BUSINESS

Frederick's of Hollywood closes all stores, strips down to Web

Frederick's of Hollywood has closed all its stores and will sell only from its website

Frederick's of Hollywood Group Inc., a Los Angeles lingerie brand that struggled to compete with rival Victoria's Secret, has closed all of its stores and will do business only online.

"We no longer have store locations," the retailer said on its website, but added that its online store offered the same selection of merchandise.

In 2014, Frederick's operated 94 stores and a catalog business, in addition to its website.

Ron Friedman, a retail expert at consulting and accounting firm Marcum, said he wasn’t surprised by the store closures.

“As a company, I think they became old and stale,” he said. “Victoria’s Secret has been a home run compared to them.”

But Frederick’s can be profitable online, he added, if it comes up with an effective marketing strategy using social media to get the word out and attract customers.

“An online business is nothing more than another retail store without fixed rent,” he said. “They have to really focus and hire people that really understand the online business.”

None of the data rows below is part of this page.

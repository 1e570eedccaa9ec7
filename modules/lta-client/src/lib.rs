pub mod auth;
pub mod rest;

pub use rest::{RestClient, RestError};

use lta_common::{Bundle, BundleStatus, Metadata, TransferRequest};
use serde_json::{json, Map, Value};
use uuid::Uuid;

/// Worker-side client for the LTA REST service. Workers never touch
/// Postgres directly; every claim and status update goes through this
/// client over HTTP, same as the original Python components talking to
/// `rest_server.py` via `ClientCredentialsAuth`/`RestClient`.
pub struct LtaClient {
    rest: RestClient,
}

impl LtaClient {
    pub fn new(base_url: String, token_url: String, client_id: String, client_secret: String) -> Self {
        Self {
            rest: RestClient::new(base_url, token_url, client_id, client_secret),
        }
    }

    pub async fn pop_bundle(
        &self,
        source: &str,
        dest: &str,
        status: BundleStatus,
        claimant: &str,
    ) -> Result<Option<Bundle>, RestError> {
        let body = json!({ "claimant": claimant });
        let status = serde_json::to_value(status)
            .ok()
            .and_then(|v| v.as_str().map(str::to_string))
            .unwrap_or_default();
        let path = format!("/Bundles/actions/pop?source={source}&dest={dest}&status={status}");
        let response: Value = self.rest.post(&path, &body).await?;
        Ok(parse_optional_bundle(response))
    }

    pub async fn pop_transfer_request(
        &self,
        source: &str,
        claimant: &str,
    ) -> Result<Option<TransferRequest>, RestError> {
        let body = json!({ "claimant": claimant });
        let path = format!("/TransferRequests/actions/pop?source={source}");
        let response: Value = self.rest.post(&path, &body).await?;
        match response.get("transfer_request") {
            Some(v) if !v.is_null() => Ok(serde_json::from_value(v.clone()).ok()),
            _ => Ok(None),
        }
    }

    pub async fn get_bundle(&self, uuid: Uuid) -> Result<Bundle, RestError> {
        self.rest.get(&format!("/Bundles/{uuid}")).await
    }

    pub async fn patch_bundle(&self, uuid: Uuid, patch: &Map<String, Value>) -> Result<Bundle, RestError> {
        self.rest.patch(&format!("/Bundles/{uuid}"), patch).await
    }

    pub async fn patch_transfer_request(
        &self,
        uuid: Uuid,
        patch: &Map<String, Value>,
    ) -> Result<TransferRequest, RestError> {
        self.rest.patch(&format!("/TransferRequests/{uuid}"), patch).await
    }

    pub async fn create_bundle(&self, bundle: &Bundle) -> Result<Bundle, RestError> {
        let response: Value = self.rest.post("/Bundles", bundle).await?;
        response
            .get("Bundle")
            .and_then(|v| v.as_str())
            .and_then(|s| Uuid::parse_str(s).ok())
            .filter(|uuid| *uuid == bundle.uuid)
            .ok_or_else(|| RestError::Decode("missing Bundle uuid in response".to_string()))?;
        Ok(bundle.clone())
    }

    pub async fn bulk_create_metadata(&self, rows: &[Metadata]) -> Result<Value, RestError> {
        let body = json!({ "metadata": rows });
        self.rest.post("/Metadata/actions/bulk_create", &body).await
    }

    pub async fn list_metadata_for_bundle(&self, bundle_uuid: Uuid) -> Result<Vec<Metadata>, RestError> {
        let response: Value = self.rest.get(&format!("/Bundles/{bundle_uuid}/Metadata")).await?;
        let rows = response
            .get("results")
            .cloned()
            .unwrap_or_else(|| json!([]));
        serde_json::from_value(rows).map_err(|e| RestError::Decode(e.to_string()))
    }

    pub async fn bulk_delete_metadata(&self, uuids: &[Uuid]) -> Result<usize, RestError> {
        let body = json!({ "metadata": uuids });
        let response: Value = self.rest.post("/Metadata/actions/bulk_delete", &body).await?;
        response
            .get("count")
            .and_then(|v| v.as_u64())
            .map(|n| n as usize)
            .ok_or_else(|| RestError::Decode("missing count in bulk_delete response".to_string()))
    }

    pub async fn list_bundles_for_request(&self, request: Uuid) -> Result<Vec<Bundle>, RestError> {
        let response: Value = self.rest.get(&format!("/Bundles?request={request}")).await?;
        let rows = response.get("results").cloned().unwrap_or_else(|| json!([]));
        serde_json::from_value(rows).map_err(|e| RestError::Decode(e.to_string()))
    }

    pub async fn bulk_create_bundles(&self, bundles: &[Bundle]) -> Result<Vec<Uuid>, RestError> {
        let body = json!({ "bundles": bundles });
        let response: Value = self.rest.post("/Bundles/actions/bulk_create", &body).await?;
        let raw = response.get("bundles").cloned().unwrap_or_else(|| json!([]));
        serde_json::from_value(raw).map_err(|e| RestError::Decode(e.to_string()))
    }

    pub async fn patch_status(&self, component: &str, counters: &Value) -> Result<(), RestError> {
        let body = json!({ "counters": counters });
        let _: Value = self.rest.patch(&format!("/status/{component}"), &body).await?;
        Ok(())
    }

    pub async fn create_transfer_request(&self, source: &str, dest: Vec<String>, path: &str) -> Result<Uuid, RestError> {
        let body = json!({ "source": source, "dest": dest, "path": path });
        let response: Value = self.rest.post("/TransferRequests", &body).await?;
        response
            .get("TransferRequest")
            .and_then(|v| v.as_str())
            .and_then(|s| Uuid::parse_str(s).ok())
            .ok_or_else(|| RestError::Decode("missing TransferRequest uuid in response".to_string()))
    }

    pub async fn list_transfer_requests(
        &self,
        source: Option<&str>,
        status: Option<&str>,
    ) -> Result<Vec<TransferRequest>, RestError> {
        let path = format!("/TransferRequests{}", query_string(&[("source", source), ("status", status)]));
        let response: Value = self.rest.get(&path).await?;
        let rows = response.get("results").cloned().unwrap_or_else(|| json!([]));
        serde_json::from_value(rows).map_err(|e| RestError::Decode(e.to_string()))
    }

    pub async fn list_bundles(
        &self,
        source: Option<&str>,
        dest: Option<&str>,
        status: Option<&str>,
    ) -> Result<Vec<Bundle>, RestError> {
        let path = format!(
            "/Bundles{}",
            query_string(&[("source", source), ("dest", dest), ("status", status)])
        );
        let response: Value = self.rest.get(&path).await?;
        let rows = response.get("results").cloned().unwrap_or_else(|| json!([]));
        serde_json::from_value(rows).map_err(|e| RestError::Decode(e.to_string()))
    }

    pub async fn status_overview(&self) -> Result<Value, RestError> {
        self.rest.get("/status").await
    }

    pub async fn get_status(&self, component: &str) -> Result<Value, RestError> {
        self.rest.get(&format!("/status/{component}")).await
    }
}

/// Build a `?k=v&k=v` query string from the present `(key, value)` pairs,
/// or an empty string if none are set.
fn query_string(pairs: &[(&str, Option<&str>)]) -> String {
    let parts: Vec<String> = pairs
        .iter()
        .filter_map(|(k, v)| v.map(|v| format!("{k}={v}")))
        .collect();
    if parts.is_empty() {
        String::new()
    } else {
        format!("?{}", parts.join("&"))
    }
}

fn parse_optional_bundle(response: Value) -> Option<Bundle> {
    match response.get("bundle") {
        Some(v) if !v.is_null() => serde_json::from_value(v.clone()).ok(),
        _ => None,
    }
}

/// Minimal client for the external file-catalog service: register a
/// bundle's constituent files and look an entry up by uuid.
pub struct FileCatalogClient {
    rest: RestClient,
}

impl FileCatalogClient {
    pub fn new(base_url: String, token_url: String, client_id: String, client_secret: String) -> Self {
        Self {
            rest: RestClient::new(base_url, token_url, client_id, client_secret),
        }
    }

    pub async fn register_file(&self, record: &Value) -> Result<Value, RestError> {
        self.rest.post("/api/files", record).await
    }

    pub async fn get_file(&self, uuid: Uuid) -> Result<Value, RestError> {
        self.rest.get(&format!("/api/files/{uuid}")).await
    }

    pub async fn list_files_under(&self, path: &str) -> Result<Vec<Value>, RestError> {
        let response: Value = self.rest.get(&format!("/api/files?path={path}")).await?;
        Ok(response
            .get("files")
            .and_then(|v| v.as_array())
            .cloned()
            .unwrap_or_default())
    }
}
use anyhow::Result;
use lta_client::LtaClient;
use lta_worker::{StageHandler, Worker, WorkerConfig};
use prometheus::Registry;
use tracing_subscriber::EnvFilter;

#[tokio::main]
async fn main() -> Result<()> {
    tracing_subscriber::fmt()
        .with_env_filter(EnvFilter::from_default_env().add_directive("lta=info".parse()?))
        .init();

    let stage = lta_stages::picker::Picker;
    let config = WorkerConfig::load(stage.expected_config())
        .map_err(|e| anyhow::anyhow!(e))?;
    config.inner().log_redacted();

    let client = LtaClient::new(
        config.lta_rest_url().to_string(),
        config.lta_auth_openid_url().to_string(),
        config.client_id().to_string(),
        config.client_secret().to_string(),
    );

    let registry = Registry::new();
    let mut worker = Worker::new(config, client, stage, &registry);
    worker.run_forever().await
}
//! Fixed page backdrop: three drifting aurora orbs under a grain overlay.

pub mod noise;

use std::cell::RefCell;
use std::rc::Rc;

use gloo_events::EventListener;
use log::{debug, warn};
use rand::rngs::SmallRng;
use rand::SeedableRng;
use wasm_bindgen::Clamped;
use web_sys::{HtmlCanvasElement, ImageData};
use yew::prelude::*;

use crate::config::NoiseConfig;
use crate::dom::{canvas_2d, fit_canvas_to_window, FrameLoop};
use noise::NoisePool;

struct NoiseRuntime {
    _resize: EventListener,
    _frames: FrameLoop,
}

impl NoiseRuntime {
    fn mount(canvas: HtmlCanvasElement, config: NoiseConfig) -> Option<Self> {
        let window = web_sys::window()?;
        let Some(context) = canvas_2d(&canvas) else {
            warn!("Noise canvas has no 2d context, skipping grain");
            return None;
        };

        let rng = Rc::new(RefCell::new(SmallRng::from_entropy()));
        let build_pool = {
            let canvas = canvas.clone();
            let rng = rng.clone();
            move || {
                let (width, height) = fit_canvas_to_window(&canvas);
                let pool = NoisePool::generate(width, height, &config, &mut *rng.borrow_mut());
                debug!("Generated {} noise frames at {}x{}", pool.len(), width, height);
                pool
            }
        };
        let pool = Rc::new(RefCell::new(build_pool()));

        let resize = {
            let pool = pool.clone();
            EventListener::new(&window, "resize", move |_| {
                *pool.borrow_mut() = build_pool();
            })
        };

        let frames = FrameLoop::start_throttled(config.frame_delay_ms, move |_| {
            let mut pool = pool.borrow_mut();
            let (width, height) = (pool.width(), pool.height());
            if width == 0 || height == 0 {
                return true;
            }
            if let Some(frame) = pool.next_frame() {
                match ImageData::new_with_u8_clamped_array_and_sh(Clamped(frame), width, height) {
                    Ok(image) => {
                        let _ = context.put_image_data(&image, 0.0, 0.0);
                    }
                    Err(e) => warn!("Could not build noise frame: {:?}", e),
                }
            }
            true
        });

        Some(Self {
            _resize: resize,
            _frames: frames,
        })
    }
}

#[function_component(Background)]
pub fn background() -> Html {
    let canvas_ref = use_node_ref();

    {
        let canvas_ref = canvas_ref.clone();
        use_effect_with_deps(
            move |_| {
                let runtime = canvas_ref
                    .cast::<HtmlCanvasElement>()
                    .and_then(|canvas| NoiseRuntime::mount(canvas, NoiseConfig::default()));
                move || drop(runtime)
            },
            (),
        );
    }

    html! {
        <div class="background" aria-hidden="true">
            <div class="aurora">
                <div class="orb orb-cyan"></div>
                <div class="orb orb-purple"></div>
                <div class="orb orb-emerald"></div>
            </div>
            <canvas ref={canvas_ref} class="noise" />
        </div>
    }
}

Born out of the World War II pinup craze, the company was the brainchild of Frederick Mellinger. He initially opened a lingerie business in New York before moving the shop, renamed Frederick's of Hollywood, to Los Angeles in 1947.

The company launched into mail order catalogs before opening stores in malls in the 1960s. The retailer added sex toys and racy underwear to its inventory for a time.

Despite Mellinger's famous quote that "sex never goes out of fashion," the company fell behind competitors. Frederick's declared bankruptcy in 2000, then emerged from bankruptcy in 2003 and went public in 2006. 

In 2013 Frederick's was bought out by a consortium that includes HGI Funding, a subsidiary of the New York-based Harbinger Group Inc., and some of its own shareholders.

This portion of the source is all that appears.